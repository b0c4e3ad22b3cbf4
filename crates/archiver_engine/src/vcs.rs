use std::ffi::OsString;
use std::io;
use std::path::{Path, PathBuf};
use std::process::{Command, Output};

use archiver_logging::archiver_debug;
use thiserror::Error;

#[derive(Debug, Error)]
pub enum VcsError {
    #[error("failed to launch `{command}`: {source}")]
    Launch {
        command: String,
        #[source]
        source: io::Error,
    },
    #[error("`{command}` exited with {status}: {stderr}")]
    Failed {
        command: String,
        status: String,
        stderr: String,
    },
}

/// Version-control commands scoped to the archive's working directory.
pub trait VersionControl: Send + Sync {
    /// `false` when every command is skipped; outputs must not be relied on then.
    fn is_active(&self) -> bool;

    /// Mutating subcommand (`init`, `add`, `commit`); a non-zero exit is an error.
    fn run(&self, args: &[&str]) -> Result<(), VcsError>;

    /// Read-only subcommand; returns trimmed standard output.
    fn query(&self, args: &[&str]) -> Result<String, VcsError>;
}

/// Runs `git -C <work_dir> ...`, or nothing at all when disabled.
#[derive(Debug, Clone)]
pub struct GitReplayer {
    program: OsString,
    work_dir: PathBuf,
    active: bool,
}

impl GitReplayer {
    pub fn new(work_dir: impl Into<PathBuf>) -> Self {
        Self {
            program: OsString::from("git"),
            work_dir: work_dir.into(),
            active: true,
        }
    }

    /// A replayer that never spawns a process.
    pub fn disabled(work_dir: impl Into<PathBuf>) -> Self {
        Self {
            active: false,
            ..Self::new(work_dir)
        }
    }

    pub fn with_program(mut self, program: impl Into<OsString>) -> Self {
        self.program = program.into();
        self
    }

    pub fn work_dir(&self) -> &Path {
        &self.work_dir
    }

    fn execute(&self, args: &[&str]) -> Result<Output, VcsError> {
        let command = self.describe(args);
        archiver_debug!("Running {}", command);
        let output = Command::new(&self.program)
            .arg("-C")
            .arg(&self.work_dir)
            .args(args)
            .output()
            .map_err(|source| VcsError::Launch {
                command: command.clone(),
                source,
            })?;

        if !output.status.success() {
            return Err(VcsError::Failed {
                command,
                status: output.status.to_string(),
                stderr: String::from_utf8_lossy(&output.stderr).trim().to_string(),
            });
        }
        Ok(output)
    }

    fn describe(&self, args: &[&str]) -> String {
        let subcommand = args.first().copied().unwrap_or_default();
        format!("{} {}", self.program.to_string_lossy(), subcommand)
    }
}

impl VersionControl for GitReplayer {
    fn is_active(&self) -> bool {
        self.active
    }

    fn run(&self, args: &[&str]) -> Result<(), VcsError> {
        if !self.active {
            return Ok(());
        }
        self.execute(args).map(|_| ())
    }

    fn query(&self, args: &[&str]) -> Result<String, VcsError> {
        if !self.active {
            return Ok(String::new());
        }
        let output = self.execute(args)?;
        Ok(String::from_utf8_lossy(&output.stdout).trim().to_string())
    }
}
--
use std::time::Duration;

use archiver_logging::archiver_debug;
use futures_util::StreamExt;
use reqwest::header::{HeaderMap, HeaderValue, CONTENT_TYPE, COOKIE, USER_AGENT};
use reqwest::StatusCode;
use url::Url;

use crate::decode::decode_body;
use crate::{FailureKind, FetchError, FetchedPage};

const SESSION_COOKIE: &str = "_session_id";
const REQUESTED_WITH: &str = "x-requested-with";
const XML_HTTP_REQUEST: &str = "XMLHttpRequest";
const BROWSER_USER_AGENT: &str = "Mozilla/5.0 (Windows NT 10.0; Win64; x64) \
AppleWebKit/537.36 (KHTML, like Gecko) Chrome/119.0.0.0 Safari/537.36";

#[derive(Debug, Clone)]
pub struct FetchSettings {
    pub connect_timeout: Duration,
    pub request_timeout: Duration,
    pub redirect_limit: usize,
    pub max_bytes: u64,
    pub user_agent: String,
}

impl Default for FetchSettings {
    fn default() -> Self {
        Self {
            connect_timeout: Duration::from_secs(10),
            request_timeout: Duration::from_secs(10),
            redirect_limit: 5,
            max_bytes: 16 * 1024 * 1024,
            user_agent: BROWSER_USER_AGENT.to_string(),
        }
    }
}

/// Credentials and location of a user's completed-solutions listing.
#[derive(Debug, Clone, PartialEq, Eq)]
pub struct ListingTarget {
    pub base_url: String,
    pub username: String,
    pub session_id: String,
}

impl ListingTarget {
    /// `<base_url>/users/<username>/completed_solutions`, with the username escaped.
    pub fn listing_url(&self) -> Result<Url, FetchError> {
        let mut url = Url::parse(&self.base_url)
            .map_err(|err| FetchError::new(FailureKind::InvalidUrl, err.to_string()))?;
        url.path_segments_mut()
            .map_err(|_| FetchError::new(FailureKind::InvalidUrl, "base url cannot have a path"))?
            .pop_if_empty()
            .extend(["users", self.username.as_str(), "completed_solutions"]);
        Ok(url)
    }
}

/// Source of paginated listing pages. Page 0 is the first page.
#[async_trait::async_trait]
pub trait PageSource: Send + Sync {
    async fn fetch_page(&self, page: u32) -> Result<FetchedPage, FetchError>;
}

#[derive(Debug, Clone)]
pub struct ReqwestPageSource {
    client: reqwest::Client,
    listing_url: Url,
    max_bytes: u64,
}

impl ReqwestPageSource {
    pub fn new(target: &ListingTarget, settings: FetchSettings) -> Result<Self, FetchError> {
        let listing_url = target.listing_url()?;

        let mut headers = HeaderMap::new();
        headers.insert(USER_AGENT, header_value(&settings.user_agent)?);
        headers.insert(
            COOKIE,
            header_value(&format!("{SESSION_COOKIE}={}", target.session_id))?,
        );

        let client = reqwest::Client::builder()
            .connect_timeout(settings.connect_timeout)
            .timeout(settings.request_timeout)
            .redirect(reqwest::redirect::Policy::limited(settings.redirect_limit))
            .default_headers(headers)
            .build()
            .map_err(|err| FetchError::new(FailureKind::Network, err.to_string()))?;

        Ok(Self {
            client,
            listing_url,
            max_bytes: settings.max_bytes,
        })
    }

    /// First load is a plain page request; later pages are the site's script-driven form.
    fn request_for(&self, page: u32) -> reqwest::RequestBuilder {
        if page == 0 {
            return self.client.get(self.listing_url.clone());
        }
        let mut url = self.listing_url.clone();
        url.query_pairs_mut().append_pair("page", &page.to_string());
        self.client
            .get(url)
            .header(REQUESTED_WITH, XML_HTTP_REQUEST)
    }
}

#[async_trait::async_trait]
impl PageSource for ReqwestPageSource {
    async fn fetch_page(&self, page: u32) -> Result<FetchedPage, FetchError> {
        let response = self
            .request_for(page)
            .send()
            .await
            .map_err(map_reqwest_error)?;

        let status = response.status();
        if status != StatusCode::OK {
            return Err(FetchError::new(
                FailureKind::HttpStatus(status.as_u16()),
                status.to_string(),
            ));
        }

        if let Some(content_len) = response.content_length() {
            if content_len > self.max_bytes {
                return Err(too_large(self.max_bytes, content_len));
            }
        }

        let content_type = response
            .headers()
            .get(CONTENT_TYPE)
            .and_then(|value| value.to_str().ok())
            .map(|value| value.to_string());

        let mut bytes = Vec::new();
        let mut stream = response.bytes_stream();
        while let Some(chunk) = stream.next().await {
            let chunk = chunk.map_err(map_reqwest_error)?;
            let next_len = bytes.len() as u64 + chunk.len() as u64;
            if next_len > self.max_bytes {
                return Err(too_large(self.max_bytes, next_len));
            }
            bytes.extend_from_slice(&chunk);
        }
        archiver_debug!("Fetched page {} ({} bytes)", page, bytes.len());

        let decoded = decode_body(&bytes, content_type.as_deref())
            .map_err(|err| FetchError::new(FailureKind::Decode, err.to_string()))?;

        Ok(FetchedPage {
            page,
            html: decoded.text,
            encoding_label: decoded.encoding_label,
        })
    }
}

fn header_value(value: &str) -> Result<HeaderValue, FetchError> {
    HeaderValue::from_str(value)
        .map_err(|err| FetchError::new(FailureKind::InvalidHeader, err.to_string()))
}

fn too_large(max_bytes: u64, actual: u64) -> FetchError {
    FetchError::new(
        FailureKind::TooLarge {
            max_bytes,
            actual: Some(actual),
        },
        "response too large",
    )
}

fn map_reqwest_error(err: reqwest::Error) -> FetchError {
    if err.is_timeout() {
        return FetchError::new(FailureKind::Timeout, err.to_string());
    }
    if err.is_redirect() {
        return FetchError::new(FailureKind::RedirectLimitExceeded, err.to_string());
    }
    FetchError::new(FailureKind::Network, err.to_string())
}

◆ What the task asks ◆
From the material above, gather all lines that include the string "OsString" and copy them.

◆ Result ◆
use std::ffi::OsString;
    program: OsString,
            program: OsString::from("git"),
    pub fn with_program(mut self, program: impl Into<OsString>) -> Self {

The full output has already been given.